Going line by line through the data below, report how many lines include the word "AllRackHosts", with nothing added.
=-=-=
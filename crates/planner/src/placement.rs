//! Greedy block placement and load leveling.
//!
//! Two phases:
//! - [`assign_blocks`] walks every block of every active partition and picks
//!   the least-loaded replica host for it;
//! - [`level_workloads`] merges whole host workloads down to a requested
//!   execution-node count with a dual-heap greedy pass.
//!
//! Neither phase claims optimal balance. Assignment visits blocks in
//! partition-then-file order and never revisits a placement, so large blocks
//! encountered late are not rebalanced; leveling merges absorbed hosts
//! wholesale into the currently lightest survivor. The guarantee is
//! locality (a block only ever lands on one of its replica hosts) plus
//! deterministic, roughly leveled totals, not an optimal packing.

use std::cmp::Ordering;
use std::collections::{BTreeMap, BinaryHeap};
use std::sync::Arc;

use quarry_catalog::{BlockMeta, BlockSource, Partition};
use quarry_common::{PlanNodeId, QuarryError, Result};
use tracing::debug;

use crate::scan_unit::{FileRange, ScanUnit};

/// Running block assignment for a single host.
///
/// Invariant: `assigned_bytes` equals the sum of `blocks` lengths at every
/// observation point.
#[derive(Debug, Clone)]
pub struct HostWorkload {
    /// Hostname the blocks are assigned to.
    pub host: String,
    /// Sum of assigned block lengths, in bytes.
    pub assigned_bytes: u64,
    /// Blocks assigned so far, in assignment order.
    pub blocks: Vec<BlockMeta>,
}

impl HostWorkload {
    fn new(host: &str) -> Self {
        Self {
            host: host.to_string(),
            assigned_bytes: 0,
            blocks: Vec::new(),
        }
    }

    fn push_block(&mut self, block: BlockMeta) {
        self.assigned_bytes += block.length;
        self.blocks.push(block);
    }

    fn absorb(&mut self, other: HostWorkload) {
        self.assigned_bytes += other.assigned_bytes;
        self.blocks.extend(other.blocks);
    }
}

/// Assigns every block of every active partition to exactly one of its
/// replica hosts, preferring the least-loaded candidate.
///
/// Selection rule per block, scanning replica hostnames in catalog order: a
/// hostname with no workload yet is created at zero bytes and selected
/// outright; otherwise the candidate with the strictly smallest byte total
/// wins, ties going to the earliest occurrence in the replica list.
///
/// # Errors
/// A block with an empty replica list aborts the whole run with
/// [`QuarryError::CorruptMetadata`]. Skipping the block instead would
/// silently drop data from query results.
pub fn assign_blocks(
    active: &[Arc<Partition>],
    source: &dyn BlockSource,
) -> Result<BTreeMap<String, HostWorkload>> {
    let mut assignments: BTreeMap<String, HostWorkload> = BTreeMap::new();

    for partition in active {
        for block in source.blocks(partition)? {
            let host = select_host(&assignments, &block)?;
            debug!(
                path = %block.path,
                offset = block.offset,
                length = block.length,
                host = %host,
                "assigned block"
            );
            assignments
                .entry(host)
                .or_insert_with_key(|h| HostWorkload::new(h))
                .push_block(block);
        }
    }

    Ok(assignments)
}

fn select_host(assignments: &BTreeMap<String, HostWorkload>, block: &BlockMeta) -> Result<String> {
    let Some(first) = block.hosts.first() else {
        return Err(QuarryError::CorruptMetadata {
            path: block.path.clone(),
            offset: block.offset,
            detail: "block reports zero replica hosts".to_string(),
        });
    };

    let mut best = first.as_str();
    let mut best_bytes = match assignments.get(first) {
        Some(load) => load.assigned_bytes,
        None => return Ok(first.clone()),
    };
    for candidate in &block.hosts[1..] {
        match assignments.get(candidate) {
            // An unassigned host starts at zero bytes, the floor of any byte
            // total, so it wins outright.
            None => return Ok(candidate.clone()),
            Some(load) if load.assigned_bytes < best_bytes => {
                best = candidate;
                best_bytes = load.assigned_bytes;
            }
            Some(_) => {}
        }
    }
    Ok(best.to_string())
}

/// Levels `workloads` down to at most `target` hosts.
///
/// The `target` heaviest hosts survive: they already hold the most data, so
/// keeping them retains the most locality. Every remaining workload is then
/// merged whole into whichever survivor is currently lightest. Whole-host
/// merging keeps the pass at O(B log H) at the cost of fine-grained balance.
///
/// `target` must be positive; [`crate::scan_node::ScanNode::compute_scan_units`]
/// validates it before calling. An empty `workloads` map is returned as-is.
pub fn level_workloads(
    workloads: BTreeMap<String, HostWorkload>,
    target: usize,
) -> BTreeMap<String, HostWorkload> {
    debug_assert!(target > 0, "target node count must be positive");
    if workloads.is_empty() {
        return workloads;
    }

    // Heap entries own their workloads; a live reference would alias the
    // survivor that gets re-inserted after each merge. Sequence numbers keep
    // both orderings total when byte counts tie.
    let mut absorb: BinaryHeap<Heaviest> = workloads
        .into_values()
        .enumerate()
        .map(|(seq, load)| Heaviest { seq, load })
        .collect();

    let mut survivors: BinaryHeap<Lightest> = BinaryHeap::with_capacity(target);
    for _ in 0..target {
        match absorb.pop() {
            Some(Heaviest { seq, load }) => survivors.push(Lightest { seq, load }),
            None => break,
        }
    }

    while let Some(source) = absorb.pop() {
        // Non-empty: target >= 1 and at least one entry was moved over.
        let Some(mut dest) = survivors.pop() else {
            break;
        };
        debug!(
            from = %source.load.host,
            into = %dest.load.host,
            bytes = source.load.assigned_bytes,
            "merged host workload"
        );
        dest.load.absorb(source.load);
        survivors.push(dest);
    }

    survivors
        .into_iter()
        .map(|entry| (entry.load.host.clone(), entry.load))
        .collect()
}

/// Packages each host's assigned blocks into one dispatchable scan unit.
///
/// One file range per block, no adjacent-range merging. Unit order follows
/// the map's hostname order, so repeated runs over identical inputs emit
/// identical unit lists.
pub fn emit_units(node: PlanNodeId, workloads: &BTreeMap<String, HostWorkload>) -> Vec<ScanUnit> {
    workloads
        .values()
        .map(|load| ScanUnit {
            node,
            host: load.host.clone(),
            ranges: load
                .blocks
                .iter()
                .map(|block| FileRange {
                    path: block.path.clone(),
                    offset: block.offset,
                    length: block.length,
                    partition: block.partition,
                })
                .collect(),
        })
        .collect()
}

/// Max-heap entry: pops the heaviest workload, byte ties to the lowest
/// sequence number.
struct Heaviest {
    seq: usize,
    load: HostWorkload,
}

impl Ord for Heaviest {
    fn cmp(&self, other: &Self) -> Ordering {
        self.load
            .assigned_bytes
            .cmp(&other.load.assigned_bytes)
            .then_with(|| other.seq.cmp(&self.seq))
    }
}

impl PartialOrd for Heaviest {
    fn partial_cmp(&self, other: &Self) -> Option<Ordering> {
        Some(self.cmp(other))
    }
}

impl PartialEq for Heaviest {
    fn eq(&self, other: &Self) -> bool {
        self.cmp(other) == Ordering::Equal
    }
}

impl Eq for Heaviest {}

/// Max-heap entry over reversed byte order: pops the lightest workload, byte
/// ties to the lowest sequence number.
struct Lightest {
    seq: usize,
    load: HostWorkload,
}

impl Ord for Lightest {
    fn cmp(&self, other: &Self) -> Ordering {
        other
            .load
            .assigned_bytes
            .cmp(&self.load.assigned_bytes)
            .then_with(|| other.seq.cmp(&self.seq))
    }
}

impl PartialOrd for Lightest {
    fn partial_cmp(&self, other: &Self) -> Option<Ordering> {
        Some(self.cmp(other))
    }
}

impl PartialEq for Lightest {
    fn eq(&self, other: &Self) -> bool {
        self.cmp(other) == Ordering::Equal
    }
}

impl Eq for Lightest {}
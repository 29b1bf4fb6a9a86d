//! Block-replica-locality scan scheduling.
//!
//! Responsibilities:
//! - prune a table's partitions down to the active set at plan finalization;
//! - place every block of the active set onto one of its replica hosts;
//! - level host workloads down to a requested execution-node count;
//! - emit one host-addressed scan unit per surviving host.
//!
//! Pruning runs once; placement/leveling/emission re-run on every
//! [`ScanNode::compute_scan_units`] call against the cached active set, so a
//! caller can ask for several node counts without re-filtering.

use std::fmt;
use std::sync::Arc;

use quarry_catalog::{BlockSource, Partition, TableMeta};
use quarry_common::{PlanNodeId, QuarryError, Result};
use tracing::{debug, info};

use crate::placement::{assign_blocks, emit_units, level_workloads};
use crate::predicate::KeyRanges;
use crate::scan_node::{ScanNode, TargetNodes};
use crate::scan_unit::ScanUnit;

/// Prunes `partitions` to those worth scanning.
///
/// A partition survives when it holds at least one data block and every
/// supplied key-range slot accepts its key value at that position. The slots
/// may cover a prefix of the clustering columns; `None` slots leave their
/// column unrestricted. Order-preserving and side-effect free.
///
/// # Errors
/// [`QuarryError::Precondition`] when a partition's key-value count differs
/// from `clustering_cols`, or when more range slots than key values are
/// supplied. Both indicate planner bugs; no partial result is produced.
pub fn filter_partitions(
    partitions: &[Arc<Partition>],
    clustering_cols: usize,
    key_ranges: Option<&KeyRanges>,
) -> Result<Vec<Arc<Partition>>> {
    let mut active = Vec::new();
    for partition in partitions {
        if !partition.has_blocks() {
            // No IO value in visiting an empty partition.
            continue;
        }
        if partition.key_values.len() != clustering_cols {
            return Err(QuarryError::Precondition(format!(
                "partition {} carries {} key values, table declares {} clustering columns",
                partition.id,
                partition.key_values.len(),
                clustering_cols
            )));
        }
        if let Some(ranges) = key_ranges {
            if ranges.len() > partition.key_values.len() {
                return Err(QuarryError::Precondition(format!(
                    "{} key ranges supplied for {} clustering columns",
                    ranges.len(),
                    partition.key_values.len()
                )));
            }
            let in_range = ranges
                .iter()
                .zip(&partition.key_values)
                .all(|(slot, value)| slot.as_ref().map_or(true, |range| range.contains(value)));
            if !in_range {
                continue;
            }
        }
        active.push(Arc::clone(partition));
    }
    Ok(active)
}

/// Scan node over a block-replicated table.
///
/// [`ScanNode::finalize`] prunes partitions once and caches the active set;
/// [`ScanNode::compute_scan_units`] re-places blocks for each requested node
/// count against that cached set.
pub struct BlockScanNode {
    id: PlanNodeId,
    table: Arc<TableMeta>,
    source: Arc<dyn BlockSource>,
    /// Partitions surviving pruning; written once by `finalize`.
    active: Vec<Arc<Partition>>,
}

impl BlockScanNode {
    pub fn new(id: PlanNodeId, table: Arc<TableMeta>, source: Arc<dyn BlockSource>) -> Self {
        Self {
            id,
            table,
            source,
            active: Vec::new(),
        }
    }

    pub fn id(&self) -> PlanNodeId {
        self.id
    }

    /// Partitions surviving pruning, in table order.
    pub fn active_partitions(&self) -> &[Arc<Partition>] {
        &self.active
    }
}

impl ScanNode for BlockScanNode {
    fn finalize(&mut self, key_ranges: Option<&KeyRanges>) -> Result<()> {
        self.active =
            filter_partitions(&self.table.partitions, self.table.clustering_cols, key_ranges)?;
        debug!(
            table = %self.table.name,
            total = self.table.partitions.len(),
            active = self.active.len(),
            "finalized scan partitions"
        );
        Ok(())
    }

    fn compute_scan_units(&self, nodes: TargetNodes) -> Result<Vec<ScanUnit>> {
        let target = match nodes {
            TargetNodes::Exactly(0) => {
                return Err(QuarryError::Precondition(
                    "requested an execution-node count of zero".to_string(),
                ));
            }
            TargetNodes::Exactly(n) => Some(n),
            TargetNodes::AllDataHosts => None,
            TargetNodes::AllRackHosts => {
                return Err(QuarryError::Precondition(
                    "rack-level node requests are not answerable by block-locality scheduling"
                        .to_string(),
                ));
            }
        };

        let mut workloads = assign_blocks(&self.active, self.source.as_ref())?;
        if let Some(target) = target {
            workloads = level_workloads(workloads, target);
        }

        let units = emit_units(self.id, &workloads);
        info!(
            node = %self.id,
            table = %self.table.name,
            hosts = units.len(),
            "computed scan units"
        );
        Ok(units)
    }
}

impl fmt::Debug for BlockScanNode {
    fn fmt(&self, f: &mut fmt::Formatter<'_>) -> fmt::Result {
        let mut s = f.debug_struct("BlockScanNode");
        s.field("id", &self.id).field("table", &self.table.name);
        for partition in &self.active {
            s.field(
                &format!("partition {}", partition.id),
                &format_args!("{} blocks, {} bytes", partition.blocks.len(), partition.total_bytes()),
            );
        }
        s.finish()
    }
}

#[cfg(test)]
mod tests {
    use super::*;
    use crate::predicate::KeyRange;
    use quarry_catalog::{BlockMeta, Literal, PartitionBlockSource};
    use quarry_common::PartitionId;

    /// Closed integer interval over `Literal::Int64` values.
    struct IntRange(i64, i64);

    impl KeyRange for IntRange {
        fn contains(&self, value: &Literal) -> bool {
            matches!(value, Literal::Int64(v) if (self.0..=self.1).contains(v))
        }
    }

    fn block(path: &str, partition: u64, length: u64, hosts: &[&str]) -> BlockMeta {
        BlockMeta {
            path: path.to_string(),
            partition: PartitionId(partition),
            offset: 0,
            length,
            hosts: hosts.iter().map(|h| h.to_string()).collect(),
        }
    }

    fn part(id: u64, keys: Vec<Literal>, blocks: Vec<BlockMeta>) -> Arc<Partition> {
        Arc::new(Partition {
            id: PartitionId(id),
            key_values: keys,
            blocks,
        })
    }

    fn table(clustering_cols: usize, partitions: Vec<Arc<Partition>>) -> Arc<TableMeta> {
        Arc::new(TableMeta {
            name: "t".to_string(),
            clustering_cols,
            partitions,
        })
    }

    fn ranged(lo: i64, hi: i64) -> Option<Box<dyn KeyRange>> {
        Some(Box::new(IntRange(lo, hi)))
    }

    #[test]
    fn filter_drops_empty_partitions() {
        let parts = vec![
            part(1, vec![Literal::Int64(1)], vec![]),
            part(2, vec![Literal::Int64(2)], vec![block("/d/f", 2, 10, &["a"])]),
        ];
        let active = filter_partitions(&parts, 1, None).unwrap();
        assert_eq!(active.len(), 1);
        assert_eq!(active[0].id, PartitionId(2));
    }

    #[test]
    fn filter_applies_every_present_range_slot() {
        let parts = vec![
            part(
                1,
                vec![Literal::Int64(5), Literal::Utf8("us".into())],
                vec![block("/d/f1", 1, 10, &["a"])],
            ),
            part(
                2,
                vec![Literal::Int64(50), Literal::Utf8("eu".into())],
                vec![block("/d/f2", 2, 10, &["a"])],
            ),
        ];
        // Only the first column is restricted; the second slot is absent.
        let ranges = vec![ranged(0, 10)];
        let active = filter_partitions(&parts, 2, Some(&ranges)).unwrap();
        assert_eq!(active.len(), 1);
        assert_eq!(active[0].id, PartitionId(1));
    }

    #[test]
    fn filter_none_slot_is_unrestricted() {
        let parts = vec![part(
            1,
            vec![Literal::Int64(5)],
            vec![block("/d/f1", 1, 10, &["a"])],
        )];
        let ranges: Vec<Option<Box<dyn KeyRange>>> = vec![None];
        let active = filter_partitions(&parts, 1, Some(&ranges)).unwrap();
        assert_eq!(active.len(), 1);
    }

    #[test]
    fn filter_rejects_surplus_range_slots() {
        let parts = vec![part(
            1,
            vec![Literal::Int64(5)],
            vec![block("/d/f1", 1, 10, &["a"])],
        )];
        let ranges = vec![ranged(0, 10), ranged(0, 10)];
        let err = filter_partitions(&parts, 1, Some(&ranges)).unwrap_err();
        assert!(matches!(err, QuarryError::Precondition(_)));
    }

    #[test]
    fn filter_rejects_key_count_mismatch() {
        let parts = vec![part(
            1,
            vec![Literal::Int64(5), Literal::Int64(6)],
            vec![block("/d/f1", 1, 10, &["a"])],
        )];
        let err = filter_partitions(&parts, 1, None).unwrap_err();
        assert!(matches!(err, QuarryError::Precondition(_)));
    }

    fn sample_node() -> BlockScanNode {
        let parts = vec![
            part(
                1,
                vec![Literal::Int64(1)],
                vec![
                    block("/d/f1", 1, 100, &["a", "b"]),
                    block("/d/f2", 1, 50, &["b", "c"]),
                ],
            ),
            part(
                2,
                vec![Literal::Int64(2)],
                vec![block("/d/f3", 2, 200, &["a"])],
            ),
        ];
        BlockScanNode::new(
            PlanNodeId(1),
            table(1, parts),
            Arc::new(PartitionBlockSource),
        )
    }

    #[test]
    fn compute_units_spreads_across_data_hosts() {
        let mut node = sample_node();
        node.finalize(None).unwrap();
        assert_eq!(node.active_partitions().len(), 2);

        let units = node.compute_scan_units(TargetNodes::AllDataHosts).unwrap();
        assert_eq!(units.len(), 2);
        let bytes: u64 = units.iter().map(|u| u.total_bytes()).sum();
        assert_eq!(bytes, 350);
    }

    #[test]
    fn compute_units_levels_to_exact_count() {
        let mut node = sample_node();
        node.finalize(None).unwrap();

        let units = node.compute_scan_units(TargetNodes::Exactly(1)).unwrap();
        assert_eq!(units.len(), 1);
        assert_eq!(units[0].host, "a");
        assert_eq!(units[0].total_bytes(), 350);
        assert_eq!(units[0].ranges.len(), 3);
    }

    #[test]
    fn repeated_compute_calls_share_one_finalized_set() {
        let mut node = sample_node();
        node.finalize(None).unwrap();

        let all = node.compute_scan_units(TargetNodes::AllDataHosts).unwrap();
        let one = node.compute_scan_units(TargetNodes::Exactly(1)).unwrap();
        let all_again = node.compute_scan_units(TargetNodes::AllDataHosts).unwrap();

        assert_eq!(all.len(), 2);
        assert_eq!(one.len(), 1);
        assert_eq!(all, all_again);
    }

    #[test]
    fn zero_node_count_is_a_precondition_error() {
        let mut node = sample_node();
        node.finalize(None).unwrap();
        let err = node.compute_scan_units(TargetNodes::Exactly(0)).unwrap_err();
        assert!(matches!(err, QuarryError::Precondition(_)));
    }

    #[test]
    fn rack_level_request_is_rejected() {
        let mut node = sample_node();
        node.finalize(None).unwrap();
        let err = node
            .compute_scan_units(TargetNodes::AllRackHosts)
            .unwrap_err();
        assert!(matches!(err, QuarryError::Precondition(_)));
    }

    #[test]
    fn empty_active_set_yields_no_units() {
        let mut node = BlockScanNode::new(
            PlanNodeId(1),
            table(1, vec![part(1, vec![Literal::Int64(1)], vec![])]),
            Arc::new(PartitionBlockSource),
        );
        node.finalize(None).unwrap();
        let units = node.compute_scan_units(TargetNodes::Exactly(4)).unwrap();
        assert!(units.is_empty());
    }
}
=-=-=
:: Solved exercise ::
2